What the task asks >>
In the entries that follow, find the line containing "une liste vide).", then output exactly every line from the first through that one.

Data for the task >>
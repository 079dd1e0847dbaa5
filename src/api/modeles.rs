// src/api/modeles.rs
//
// Corps JSON échangés avec le serveur.

use chrono::Utc;
use reqwest::StatusCode;
use serde::Deserialize;
use serde_json::Value;

use super::erreur::ErreurApi;
use crate::session::{Profil, Session};

/* ------------------------ Liste d’équations ------------------------ */

/// Le serveur renvoie soit `["11-89", ...]`, soit `{"data": ["11-89", ...]}`.
#[derive(Deserialize)]
#[serde(untagged)]
enum CorpsListe {
    Brut(Vec<Value>),
    Enveloppe { data: Vec<Value> },
}

/// Corps -> liste d’équations, dans l’ordre reçu.
/// Entrées non textuelles ignorées ; corps illisible => liste vide
/// (la calculatrice se comporte alors comme une calculatrice ordinaire).
pub fn decoder_liste(corps: &str) -> Vec<String> {
    let valeurs = match serde_json::from_str::<CorpsListe>(corps) {
        Ok(CorpsListe::Brut(v)) | Ok(CorpsListe::Enveloppe { data: v }) => v,
        Err(e) => {
            log::warn!("Liste d’équations illisible, traitée comme vide: {e}");
            return Vec::new();
        }
    };

    let total = valeurs.len();
    let liste: Vec<String> = valeurs
        .into_iter()
        .filter_map(|v| match v {
            Value::String(s) => Some(s),
            _ => None,
        })
        .collect();

    if liste.len() != total {
        log::warn!(
            "Liste d’équations : {} entrée(s) non textuelle(s) ignorée(s)",
            total - liste.len()
        );
    }
    liste
}

/// Statut + corps de la réponse -> liste. Hors 2xx : `ErreurApi::Statut`
/// (l’app la traite alors comme une liste vide).
pub fn interpreter_liste(code: StatusCode, corps: &str) -> Result<Vec<String>, ErreurApi> {
    verifier_statut(code, corps)?;
    Ok(decoder_liste(corps))
}

/* ------------------------ Login ------------------------ */

#[derive(Debug, Deserialize)]
pub struct ReponseLogin {
    #[serde(default)]
    pub success: Option<bool>,
    #[serde(default, alias = "access_token")]
    pub token: Option<String>,
    #[serde(default, alias = "profile")]
    pub user: Option<Profil>,
    #[serde(default)]
    pub message: Option<String>,
}

impl ReponseLogin {
    /// `success: false`, jeton ou profil absent => refus.
    pub fn en_session(self) -> Result<Session, ErreurApi> {
        let refus = || {
            ErreurApi::Refus(
                // vide => "PIN incorrect" côté bandeau
                self.message.clone().unwrap_or_default(),
            )
        };

        if self.success == Some(false) {
            return Err(refus());
        }

        match (self.token.clone(), self.user.clone()) {
            (Some(token), Some(profil)) if !token.is_empty() => Ok(Session {
                token,
                profil,
                ouverte_le: Utc::now(),
            }),
            _ => Err(refus()),
        }
    }
}

/// Corps -> session (ou refus).
pub fn decoder_login(corps: &str) -> Result<Session, ErreurApi> {
    let r: ReponseLogin = serde_json::from_str(corps)?;
    r.en_session()
}

/// Statut + corps de la réponse -> session.
/// 401/403 : refus si le corps l’explique, sinon `Statut`.
pub fn interpreter_login(code: StatusCode, corps: &str) -> Result<Session, ErreurApi> {
    if code == StatusCode::UNAUTHORIZED || code == StatusCode::FORBIDDEN {
        return match decoder_login(corps) {
            Err(ErreurApi::Refus(msg)) => Err(ErreurApi::Refus(msg)),
            _ => Err(ErreurApi::Statut {
                code: code.as_u16(),
                corps: corps.to_string(),
            }),
        };
    }
    verifier_statut(code, corps)?;
    decoder_login(corps)
}

fn verifier_statut(code: StatusCode, corps: &str) -> Result<(), ErreurApi> {
    if code.is_success() {
        return Ok(());
    }
    log::warn!("HTTP {code}");
    Err(ErreurApi::Statut {
        code: code.as_u16(),
        corps: corps.to_string(),
    })
}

Answer space >>
repository 079dd1e0847dbaa5
filename src/api/modeles.rs
// src/api/modeles.rs
//
// Corps JSON échangés avec le serveur.

use chrono::Utc;
use reqwest::StatusCode;
use serde::Deserialize;
use serde_json::Value;

use super::erreur::ErreurApi;
use crate::session::{Profil, Session};

/* ------------------------ Liste d’équations ------------------------ */

/// Le serveur renvoie soit `["11-89", ...]`, soit `{"data": ["11-89", ...]}`.
#[derive(Deserialize)]
#[serde(untagged)]
enum CorpsListe {
    Brut(Vec<Value>),
    Enveloppe { data: Vec<Value> },
}

/// Corps -> liste d’équations, dans l’ordre reçu.
/// Entrées non textuelles ignorées ; corps illisible => liste vide
/// (la calculatrice se comporte alors comme une calculatrice ordinaire).
pub fn decoder_liste(corps: &str) -> Vec<String> {
    let valeurs = match serde_json::from_str::<CorpsListe>(corps) {
        Ok(CorpsListe::Brut(v)) | Ok(CorpsListe::Enveloppe { data: v }) => v,
        Err(e) => {
            log::warn!("Liste d’équations illisible, traitée comme vide: {e}");
            return Vec::new();
        }
    };

    let total = valeurs.len();
    let liste: Vec<String> = valeurs
        .into_iter()
        .filter_map(|v| match v {
            Value::String(s) => Some(s),
            _ => None,
        })
        .collect();

    if liste.len() != total {
        log::warn!(
            "Liste d’équations : {} entrée(s) non textuelle(s) ignorée(s)",
            total - liste.len()
        );
    }
    liste
}

/// Statut + corps de la réponse -> liste. Hors 2xx : `ErreurApi::Statut`
/// (l’app la traite alors comme une liste vide).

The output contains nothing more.